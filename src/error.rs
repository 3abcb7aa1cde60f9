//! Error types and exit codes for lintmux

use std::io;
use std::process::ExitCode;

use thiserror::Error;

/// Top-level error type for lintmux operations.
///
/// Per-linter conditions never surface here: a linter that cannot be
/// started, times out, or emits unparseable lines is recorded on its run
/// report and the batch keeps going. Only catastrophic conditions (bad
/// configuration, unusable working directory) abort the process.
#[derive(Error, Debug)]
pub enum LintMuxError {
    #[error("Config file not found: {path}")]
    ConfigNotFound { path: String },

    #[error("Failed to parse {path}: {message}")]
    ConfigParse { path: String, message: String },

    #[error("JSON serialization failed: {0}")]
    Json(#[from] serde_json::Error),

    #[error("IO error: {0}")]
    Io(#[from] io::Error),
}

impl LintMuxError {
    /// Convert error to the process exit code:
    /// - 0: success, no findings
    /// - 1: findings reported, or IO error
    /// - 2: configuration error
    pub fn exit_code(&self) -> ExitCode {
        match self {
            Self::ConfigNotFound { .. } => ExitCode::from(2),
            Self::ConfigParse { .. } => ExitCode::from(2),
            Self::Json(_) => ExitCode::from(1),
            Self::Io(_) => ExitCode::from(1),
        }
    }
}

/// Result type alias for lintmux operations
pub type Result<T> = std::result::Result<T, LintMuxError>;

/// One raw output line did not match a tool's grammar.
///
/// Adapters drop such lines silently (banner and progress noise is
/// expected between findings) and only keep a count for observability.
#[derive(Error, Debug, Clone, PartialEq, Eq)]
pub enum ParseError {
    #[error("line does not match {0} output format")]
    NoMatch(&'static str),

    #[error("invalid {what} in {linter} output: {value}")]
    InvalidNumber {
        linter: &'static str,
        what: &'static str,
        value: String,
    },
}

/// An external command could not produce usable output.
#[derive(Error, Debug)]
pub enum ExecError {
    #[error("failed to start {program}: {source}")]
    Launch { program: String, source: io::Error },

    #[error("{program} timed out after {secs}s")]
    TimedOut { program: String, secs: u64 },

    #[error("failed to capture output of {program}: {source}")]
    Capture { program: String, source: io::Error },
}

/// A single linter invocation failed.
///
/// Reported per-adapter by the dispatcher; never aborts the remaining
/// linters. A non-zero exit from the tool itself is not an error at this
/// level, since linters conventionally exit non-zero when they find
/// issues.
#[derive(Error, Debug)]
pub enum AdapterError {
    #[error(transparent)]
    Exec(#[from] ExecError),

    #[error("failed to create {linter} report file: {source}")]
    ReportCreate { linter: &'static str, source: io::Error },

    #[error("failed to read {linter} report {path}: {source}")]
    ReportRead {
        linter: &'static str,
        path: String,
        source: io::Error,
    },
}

# # # # # # #

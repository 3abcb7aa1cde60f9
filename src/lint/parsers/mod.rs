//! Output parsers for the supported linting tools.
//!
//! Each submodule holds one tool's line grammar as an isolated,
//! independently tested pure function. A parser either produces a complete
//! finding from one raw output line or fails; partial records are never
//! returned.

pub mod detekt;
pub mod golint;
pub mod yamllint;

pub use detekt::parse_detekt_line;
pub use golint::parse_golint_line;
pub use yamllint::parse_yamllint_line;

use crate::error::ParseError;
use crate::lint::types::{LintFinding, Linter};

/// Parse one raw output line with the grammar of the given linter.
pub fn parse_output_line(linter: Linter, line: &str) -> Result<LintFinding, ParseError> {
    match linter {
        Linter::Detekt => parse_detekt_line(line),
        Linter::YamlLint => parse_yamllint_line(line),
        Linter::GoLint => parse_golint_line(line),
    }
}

# # # # # # #

Task directions:
In the entries above, how many lines hold "LintMuxError"? Answer with the number alone.

Solution for this task:
3